Instructions to follow:
Reproduce the entries shown below only from the line with "filename crates/adapters/src/traced.rs" down to the line with "fn new_lock(&self, name: &str)", keeping both end lines and copying each one exactly.

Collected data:
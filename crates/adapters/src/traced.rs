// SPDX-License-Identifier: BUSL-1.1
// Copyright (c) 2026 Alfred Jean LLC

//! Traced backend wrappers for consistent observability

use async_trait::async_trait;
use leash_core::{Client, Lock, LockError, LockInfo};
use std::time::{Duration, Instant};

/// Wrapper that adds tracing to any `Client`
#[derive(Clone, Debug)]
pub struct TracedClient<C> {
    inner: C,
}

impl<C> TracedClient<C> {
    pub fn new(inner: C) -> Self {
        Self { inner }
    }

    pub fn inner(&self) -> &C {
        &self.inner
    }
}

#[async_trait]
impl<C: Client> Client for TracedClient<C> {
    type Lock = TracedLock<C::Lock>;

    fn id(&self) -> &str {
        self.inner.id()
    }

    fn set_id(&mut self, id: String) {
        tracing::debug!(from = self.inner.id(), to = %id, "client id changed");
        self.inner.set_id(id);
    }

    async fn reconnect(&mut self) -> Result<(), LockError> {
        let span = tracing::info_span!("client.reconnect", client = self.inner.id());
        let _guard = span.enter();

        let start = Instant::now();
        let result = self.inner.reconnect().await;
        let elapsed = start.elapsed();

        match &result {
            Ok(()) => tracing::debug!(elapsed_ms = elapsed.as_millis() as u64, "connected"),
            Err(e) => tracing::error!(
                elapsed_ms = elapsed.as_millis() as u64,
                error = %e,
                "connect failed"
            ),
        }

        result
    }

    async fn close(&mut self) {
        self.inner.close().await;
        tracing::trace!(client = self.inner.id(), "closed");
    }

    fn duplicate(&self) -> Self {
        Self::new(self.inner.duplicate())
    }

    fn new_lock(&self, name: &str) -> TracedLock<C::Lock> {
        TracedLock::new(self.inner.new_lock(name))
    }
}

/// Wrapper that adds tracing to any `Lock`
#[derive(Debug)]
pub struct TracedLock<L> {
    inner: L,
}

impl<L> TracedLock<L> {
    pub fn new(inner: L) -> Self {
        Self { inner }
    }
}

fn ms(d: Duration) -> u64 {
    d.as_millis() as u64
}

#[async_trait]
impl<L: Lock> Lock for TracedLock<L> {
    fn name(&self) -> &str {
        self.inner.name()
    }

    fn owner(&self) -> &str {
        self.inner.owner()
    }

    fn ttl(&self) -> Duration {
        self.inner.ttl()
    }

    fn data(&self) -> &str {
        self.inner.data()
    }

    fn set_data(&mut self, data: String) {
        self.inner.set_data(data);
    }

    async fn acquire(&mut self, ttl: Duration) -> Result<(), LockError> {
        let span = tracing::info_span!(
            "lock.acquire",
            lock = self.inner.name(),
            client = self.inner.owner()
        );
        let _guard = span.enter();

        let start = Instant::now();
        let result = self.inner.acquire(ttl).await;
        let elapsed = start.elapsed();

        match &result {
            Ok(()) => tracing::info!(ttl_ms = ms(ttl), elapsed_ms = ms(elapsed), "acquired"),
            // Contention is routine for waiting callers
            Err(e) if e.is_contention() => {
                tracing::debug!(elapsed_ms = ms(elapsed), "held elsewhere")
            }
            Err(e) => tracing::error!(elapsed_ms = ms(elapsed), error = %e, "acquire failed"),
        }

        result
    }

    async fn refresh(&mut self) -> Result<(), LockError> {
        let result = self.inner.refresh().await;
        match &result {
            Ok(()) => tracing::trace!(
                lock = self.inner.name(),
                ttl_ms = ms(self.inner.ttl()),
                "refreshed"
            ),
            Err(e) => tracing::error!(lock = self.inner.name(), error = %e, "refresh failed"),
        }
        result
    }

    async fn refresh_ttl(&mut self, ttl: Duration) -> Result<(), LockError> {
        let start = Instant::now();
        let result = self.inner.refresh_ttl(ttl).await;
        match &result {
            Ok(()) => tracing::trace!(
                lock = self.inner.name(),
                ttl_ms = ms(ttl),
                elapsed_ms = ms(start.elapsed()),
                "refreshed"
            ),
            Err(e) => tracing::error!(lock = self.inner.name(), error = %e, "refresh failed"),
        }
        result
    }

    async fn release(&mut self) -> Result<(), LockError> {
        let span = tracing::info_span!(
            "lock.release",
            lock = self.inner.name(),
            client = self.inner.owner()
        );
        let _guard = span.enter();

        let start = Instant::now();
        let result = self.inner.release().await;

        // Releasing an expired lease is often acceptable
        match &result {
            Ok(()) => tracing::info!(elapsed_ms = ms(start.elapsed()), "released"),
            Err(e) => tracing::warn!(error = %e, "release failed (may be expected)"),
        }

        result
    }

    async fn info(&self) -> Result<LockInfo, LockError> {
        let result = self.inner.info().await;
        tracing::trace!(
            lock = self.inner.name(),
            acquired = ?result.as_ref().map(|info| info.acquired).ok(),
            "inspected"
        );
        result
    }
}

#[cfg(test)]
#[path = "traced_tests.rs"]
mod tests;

...

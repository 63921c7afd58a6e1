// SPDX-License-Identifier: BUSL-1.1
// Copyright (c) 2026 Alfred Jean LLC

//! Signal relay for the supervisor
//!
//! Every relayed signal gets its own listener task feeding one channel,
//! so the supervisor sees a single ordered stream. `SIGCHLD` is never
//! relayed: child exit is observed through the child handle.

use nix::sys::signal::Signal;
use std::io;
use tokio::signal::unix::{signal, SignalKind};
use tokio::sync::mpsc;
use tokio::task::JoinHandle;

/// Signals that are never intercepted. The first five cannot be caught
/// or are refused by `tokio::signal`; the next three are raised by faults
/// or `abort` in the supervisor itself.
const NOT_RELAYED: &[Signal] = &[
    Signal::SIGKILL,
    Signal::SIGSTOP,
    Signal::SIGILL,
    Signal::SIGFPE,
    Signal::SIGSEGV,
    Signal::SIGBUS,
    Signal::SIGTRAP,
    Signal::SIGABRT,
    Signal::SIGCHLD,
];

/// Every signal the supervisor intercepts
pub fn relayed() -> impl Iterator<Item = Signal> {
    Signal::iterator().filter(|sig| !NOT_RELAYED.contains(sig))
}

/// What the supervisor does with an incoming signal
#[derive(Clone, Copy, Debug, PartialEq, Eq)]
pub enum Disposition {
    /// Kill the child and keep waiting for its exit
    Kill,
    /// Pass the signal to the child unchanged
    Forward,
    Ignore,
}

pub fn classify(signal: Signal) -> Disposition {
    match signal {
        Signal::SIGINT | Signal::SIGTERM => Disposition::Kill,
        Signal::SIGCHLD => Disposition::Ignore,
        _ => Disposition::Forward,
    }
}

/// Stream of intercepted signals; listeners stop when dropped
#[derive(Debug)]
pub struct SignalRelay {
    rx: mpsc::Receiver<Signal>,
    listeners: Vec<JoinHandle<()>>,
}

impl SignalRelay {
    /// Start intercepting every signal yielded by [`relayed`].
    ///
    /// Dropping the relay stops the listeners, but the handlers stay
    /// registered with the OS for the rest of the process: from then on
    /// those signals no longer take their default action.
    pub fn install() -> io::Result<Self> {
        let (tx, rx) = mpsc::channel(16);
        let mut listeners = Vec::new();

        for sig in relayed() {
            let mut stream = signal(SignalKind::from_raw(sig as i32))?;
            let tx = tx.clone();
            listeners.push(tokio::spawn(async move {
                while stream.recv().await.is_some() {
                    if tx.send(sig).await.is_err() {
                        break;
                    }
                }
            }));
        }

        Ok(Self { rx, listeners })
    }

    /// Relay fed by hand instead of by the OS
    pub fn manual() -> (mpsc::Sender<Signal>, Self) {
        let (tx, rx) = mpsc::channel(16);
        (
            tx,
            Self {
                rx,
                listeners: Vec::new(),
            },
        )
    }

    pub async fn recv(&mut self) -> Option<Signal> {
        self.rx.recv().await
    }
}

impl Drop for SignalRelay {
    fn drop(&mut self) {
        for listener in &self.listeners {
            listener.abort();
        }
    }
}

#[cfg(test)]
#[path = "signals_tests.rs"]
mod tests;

Expected output:
filename crates/adapters/src/traced.rs
// SPDX-License-Identifier: BUSL-1.1
// Copyright (c) 2026 Alfred Jean LLC

//! Traced backend wrappers for consistent observability

use async_trait::async_trait;
use leash_core::{Client, Lock, LockError, LockInfo};
use std::time::{Duration, Instant};

/// Wrapper that adds tracing to any `Client`
#[derive(Clone, Debug)]
pub struct TracedClient<C> {
    inner: C,
}

impl<C> TracedClient<C> {
    pub fn new(inner: C) -> Self {
        Self { inner }
    }

    pub fn inner(&self) -> &C {
        &self.inner
    }
}

#[async_trait]
impl<C: Client> Client for TracedClient<C> {
    type Lock = TracedLock<C::Lock>;

    fn id(&self) -> &str {
        self.inner.id()
    }

    fn set_id(&mut self, id: String) {
        tracing::debug!(from = self.inner.id(), to = %id, "client id changed");
        self.inner.set_id(id);
    }

    async fn reconnect(&mut self) -> Result<(), LockError> {
        let span = tracing::info_span!("client.reconnect", client = self.inner.id());
        let _guard = span.enter();

        let start = Instant::now();
        let result = self.inner.reconnect().await;
        let elapsed = start.elapsed();

        match &result {
            Ok(()) => tracing::debug!(elapsed_ms = elapsed.as_millis() as u64, "connected"),
            Err(e) => tracing::error!(
                elapsed_ms = elapsed.as_millis() as u64,
                error = %e,
                "connect failed"
            ),
        }

        result
    }

    async fn close(&mut self) {
        self.inner.close().await;
        tracing::trace!(client = self.inner.id(), "closed");
    }

    fn duplicate(&self) -> Self {
        Self::new(self.inner.duplicate())
    }

    fn new_lock(&self, name: &str) -> TracedLock<C::Lock> {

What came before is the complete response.